In Ireland's first game of the 1949 Five Nations Championship against France, Norton started the game at fullback to make his international debut. He went on to play in all four of Ireland's games in that year's tournament, which culminated with Ireland being crowned champions and clinching the Triple Crown. During the tournament, Norton scored a total of 26 points, then a record for most points scored by a player in a single championship. The Barbarians invitation team included Norton in their 1949 Easter tour, where he played in two matches against Penarth and Newport. He again featured in all four of Ireland's matches in the 1950 Five Nations, which led to his inclusion in the British Lions squad that was selected to tour New Zealand and Australia later that year. Norton appeared in three out of the first five games that the Lions played on tour against local opposition teams, but sustained an injury in that third game against Southland that ended his participation in the tour.
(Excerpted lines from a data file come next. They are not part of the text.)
#![cfg(feature = "gui")]
//! Desktop editor entrypoint.

fn main() {
    if let Err(err) = quicknote_gui::run() {
        eprintln!("quicknote gui failed: {}", err);
        std::process::exit(1);
    }
}
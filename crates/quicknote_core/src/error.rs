//! Error types for the styling and formatting core.
//!
//! None of these surface to the user: every public entry point converts them
//! into a "leave the text alone" fallback and logs the cause.
use thiserror::Error;

/// Top-level core error type.
#[derive(Error, Debug, PartialEq, Eq)]
pub enum CoreError {
    #[error("Unsupported formatter language: {0}")]
    UnsupportedLanguage(String),

    #[error("Invalid JSON: {0}")]
    InvalidJson(String),

    #[error("Invalid markup: {0}")]
    InvalidMarkup(String),

    #[error("Source location {line}:{column} has no buffer offset")]
    UnresolvableLocation { line: usize, column: usize },

    #[error("Range {start}..{end} exceeds buffer length {len}")]
    RangeOutOfBounds { start: usize, end: usize, len: usize },

    #[error("Unknown syntax theme: {0}")]
    UnknownTheme(String),
}

impl From<serde_json::Error> for CoreError {
    fn from(value: serde_json::Error) -> Self {
        Self::InvalidJson(value.to_string())
    }
}
//! Process-global environment mutation helpers.
//!
//! Configuration is read from the process environment, so tests that exercise
//! [`crate::config::EditorConfig::from_env`] must serialize their mutations.

use std::ffi::OsString;
use std::sync::{Mutex, OnceLock};

/// Return the global lock used to serialize environment mutations in tests.
///
/// # Returns
/// A process-wide mutex for synchronizing environment mutation.
pub fn env_lock() -> &'static Mutex<()> {
    static LOCK: OnceLock<Mutex<()>> = OnceLock::new();
    LOCK.get_or_init(|| Mutex::new(()))
}

#[allow(unused_unsafe)]
fn write_env_var(key: &str, value: Option<&OsString>) {
    // SAFETY: callers hold `env_lock` when test threads may run in parallel.
    unsafe {
        match value {
            Some(value) => std::env::set_var(key, value),
            None => std::env::remove_var(key),
        }
    }
}

/// Restores an environment variable to its previous state on drop.
pub struct EnvGuard {
    key: String,
    previous: Option<OsString>,
}

impl EnvGuard {
    fn swap(key: &str, value: Option<OsString>) -> Self {
        let previous = std::env::var_os(key);
        write_env_var(key, value.as_ref());
        Self {
            key: key.to_string(),
            previous,
        }
    }

    /// Set `key=value` until the guard is dropped.
    ///
    /// # Arguments
    /// - `key`: Environment variable name.
    /// - `value`: Value to assign for the lifetime of this guard.
    pub fn set(key: &str, value: &str) -> Self {
        Self::swap(key, Some(OsString::from(value)))
    }

    /// Unset `key` until the guard is dropped.
    pub fn remove(key: &str) -> Self {
        Self::swap(key, None)
    }
}

impl Drop for EnvGuard {
    fn drop(&mut self) {
        write_env_var(self.key.as_str(), self.previous.as_ref());
    }
}

#[cfg(test)]
mod tests {
    use super::{env_lock, EnvGuard};

    #[test]
    fn nested_guards_unwind_in_order() {
        let _lock = env_lock().lock().expect("env lock");
        let key = "QUICKNOTE_TEST_ENV_GUARD_NESTED";
        let _outer = EnvGuard::set(key, "outer");
        {
            let _inner = EnvGuard::set(key, "inner");
            assert_eq!(std::env::var(key).ok().as_deref(), Some("inner"));
            {
                let _cleared = EnvGuard::remove(key);
                assert!(std::env::var(key).is_err());
            }
            assert_eq!(std::env::var(key).ok().as_deref(), Some("inner"));
        }
        assert_eq!(std::env::var(key).ok().as_deref(), Some("outer"));
    }

    #[test]
    fn guard_on_missing_key_leaves_it_missing() {
        let _lock = env_lock().lock().expect("env lock");
        let key = "QUICKNOTE_TEST_ENV_GUARD_MISSING";
        {
            let _set = EnvGuard::set(key, "temporary");
        }
        assert!(std::env::var(key).is_err());
    }
}
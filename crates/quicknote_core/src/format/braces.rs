//! Line-oriented re-indenter for C-like and JS-like code.
//!
//! Heuristic only: indentation follows the net bracket balance of each line,
//! ignoring brackets inside string/template literals and after `//`.

const INDENT: &str = "  ";

fn starts_with_close(line: &str) -> bool {
    matches!(line.chars().next(), Some('}' | ']' | ')'))
}

/// `{[(` minus `}])`, skipping literals and line comments.
fn net_brackets(line: &str) -> i64 {
    let mut net = 0i64;
    let mut quote: Option<char> = None;
    let mut escaped = false;
    let mut chars = line.chars().peekable();

    while let Some(ch) = chars.next() {
        if escaped {
            escaped = false;
            continue;
        }
        if let Some(open) = quote {
            if ch == '\\' {
                escaped = true;
            } else if ch == open {
                quote = None;
            }
            continue;
        }
        match ch {
            '/' if chars.peek() == Some(&'/') => break,
            '"' | '\'' | '`' => quote = Some(ch),
            '{' | '[' | '(' => net += 1,
            '}' | ']' | ')' => net -= 1,
            _ => {}
        }
    }
    net
}

pub(super) fn format(code: &str) -> String {
    let mut out: Vec<String> = Vec::new();
    let mut level = 0i64;

    for line in code.split('\n') {
        let trimmed = line.trim();
        if trimmed.is_empty() {
            out.push(String::new());
            continue;
        }
        let leading_close = starts_with_close(trimmed);
        if leading_close {
            level = (level - 1).max(0);
        }
        out.push(format!("{}{}", INDENT.repeat(level as usize), trimmed));

        let net = net_brackets(trimmed);
        // The leading close was already applied above and is counted in `net`.
        let compensation = if leading_close { 1 } else { 0 };
        level = (level + net + compensation).max(0);
    }
    out.join("\n")
}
Norton returned to play for Ireland in the 1951 Five Nations Championship. He featured in the first three of Ireland's games against France, England and Scotland but suffered an injury in that game against Scotland resulted in him being unable to play in their final game of the tournament against Wales. Ireland again clinched the Championship, but the shoulder injury was serious enough to force Norton to give up playing rugby.

==Post-playing career==

Following his retirement from playing the game, Norton took up refereeing. He also was president of Bective Rangers. In 1998, he was inducted into the Rugby Writers of Ireland Hall of Fame.